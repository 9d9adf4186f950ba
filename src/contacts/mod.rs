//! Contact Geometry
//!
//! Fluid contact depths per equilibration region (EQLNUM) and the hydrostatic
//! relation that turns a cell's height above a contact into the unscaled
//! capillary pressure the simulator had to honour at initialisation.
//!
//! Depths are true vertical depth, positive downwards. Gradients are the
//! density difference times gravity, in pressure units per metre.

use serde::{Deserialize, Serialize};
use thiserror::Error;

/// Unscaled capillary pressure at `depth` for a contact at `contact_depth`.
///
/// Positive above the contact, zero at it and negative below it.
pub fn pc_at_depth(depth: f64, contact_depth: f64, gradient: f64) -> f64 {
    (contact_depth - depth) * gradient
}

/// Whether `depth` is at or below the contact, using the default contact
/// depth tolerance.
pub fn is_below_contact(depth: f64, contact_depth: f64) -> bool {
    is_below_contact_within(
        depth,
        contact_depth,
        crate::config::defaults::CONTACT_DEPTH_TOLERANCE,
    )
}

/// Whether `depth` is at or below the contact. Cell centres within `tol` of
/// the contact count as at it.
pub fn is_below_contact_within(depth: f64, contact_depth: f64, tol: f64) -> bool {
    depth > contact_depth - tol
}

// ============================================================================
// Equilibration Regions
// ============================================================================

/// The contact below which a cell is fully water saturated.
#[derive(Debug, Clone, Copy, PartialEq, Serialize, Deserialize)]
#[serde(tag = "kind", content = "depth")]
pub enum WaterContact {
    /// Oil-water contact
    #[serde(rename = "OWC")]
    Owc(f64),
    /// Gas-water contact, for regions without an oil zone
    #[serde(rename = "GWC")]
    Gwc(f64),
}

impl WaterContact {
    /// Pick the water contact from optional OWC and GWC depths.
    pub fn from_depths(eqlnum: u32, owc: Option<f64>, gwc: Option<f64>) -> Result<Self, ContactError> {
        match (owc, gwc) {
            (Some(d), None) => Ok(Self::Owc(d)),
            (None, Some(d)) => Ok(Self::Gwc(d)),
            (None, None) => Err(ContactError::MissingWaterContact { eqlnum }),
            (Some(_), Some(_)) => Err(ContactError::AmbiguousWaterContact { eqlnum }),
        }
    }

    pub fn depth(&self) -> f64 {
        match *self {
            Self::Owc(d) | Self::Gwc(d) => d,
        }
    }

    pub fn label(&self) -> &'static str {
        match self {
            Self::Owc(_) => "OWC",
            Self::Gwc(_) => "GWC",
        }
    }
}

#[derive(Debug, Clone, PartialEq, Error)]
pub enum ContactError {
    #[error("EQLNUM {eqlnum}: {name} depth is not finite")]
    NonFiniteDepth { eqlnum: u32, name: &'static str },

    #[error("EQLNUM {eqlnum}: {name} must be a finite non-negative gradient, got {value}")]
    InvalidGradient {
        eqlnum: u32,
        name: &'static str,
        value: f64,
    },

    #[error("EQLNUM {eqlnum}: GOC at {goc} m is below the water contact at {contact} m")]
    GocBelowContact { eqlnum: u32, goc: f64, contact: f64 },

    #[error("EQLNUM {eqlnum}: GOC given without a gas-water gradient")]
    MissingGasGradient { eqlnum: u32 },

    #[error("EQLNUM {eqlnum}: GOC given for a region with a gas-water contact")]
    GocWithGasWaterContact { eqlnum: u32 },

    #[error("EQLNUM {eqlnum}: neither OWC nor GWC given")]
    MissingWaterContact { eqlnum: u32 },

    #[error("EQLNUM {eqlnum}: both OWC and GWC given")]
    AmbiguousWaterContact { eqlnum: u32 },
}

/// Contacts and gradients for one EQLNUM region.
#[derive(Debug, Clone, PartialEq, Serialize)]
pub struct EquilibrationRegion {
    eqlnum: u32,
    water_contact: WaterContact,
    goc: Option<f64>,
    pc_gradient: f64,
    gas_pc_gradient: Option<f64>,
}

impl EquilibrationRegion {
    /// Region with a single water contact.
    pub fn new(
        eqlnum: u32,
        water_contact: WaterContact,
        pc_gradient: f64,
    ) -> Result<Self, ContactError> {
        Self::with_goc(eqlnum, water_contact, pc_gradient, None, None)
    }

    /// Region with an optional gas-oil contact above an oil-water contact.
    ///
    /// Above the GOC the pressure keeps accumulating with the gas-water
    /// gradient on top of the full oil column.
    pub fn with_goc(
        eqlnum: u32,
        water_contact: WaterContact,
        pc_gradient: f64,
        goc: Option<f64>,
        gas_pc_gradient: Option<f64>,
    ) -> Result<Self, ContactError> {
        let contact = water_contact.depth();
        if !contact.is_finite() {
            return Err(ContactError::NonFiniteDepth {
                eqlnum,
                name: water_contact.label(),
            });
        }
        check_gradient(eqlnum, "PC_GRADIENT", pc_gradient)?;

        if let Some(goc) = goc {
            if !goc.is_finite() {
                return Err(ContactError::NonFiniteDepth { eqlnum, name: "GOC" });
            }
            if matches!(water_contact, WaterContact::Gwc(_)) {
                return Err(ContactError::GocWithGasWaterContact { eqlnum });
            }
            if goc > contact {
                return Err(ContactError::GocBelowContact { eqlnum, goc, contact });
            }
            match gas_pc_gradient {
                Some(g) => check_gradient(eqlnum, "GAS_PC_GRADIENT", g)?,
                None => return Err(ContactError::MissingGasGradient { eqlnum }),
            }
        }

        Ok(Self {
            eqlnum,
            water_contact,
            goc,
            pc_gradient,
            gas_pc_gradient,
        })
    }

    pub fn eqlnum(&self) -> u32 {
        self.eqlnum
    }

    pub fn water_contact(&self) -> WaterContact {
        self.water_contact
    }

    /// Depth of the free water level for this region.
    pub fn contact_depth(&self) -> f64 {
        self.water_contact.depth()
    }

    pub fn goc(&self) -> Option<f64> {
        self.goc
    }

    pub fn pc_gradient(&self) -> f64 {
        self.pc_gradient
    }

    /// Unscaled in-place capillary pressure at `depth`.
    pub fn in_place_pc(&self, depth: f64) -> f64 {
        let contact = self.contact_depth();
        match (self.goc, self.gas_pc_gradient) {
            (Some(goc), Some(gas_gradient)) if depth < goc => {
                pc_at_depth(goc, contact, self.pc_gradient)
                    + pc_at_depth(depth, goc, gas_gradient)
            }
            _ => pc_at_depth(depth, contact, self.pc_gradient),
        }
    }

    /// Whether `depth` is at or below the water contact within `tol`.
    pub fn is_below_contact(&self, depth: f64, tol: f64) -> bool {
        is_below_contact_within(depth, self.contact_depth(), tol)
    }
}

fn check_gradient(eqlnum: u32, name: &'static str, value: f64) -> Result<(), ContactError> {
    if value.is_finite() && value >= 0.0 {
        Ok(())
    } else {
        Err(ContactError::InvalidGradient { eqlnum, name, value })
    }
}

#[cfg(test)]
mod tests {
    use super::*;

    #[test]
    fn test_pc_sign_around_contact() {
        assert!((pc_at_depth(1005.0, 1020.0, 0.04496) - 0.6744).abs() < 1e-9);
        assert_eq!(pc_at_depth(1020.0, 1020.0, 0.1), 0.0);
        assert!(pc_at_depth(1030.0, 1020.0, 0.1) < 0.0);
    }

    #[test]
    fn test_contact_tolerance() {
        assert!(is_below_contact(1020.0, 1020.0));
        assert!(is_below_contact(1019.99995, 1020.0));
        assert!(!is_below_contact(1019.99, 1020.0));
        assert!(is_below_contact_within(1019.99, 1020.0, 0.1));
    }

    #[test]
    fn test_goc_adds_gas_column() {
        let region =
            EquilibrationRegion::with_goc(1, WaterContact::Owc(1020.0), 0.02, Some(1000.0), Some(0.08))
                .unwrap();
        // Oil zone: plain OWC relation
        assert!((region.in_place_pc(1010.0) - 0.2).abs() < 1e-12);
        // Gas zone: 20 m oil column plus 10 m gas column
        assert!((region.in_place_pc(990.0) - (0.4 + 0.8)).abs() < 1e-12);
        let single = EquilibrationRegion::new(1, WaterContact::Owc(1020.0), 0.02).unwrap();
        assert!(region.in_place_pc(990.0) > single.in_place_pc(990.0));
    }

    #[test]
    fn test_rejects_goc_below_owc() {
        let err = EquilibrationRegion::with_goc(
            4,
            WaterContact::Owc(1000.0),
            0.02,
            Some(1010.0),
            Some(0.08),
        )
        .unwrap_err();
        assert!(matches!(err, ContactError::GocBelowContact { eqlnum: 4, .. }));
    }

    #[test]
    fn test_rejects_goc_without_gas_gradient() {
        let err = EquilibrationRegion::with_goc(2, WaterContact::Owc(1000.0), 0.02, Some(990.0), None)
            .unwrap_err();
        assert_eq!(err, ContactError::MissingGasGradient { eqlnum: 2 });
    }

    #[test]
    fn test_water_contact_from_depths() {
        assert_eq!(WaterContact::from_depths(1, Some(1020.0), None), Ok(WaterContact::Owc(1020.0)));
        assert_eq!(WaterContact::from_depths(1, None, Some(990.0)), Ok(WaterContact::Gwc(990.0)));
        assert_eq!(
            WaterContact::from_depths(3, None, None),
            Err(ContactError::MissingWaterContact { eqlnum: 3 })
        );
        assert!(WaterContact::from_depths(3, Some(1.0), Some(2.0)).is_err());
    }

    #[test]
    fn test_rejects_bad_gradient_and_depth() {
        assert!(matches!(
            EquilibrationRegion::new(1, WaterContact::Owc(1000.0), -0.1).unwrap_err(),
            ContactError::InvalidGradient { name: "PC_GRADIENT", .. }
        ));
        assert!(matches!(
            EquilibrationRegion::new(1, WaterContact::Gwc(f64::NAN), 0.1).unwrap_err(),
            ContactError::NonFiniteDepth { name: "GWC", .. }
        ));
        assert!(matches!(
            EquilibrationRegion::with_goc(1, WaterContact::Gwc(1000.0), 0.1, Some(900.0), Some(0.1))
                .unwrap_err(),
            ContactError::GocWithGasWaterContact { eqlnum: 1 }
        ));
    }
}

....

**Problem:**
From the entries, report every line in which the string "label" occurs.

**Answer box:**
    pub fn label(&self) -> &'static str {
                name: water_contact.label(),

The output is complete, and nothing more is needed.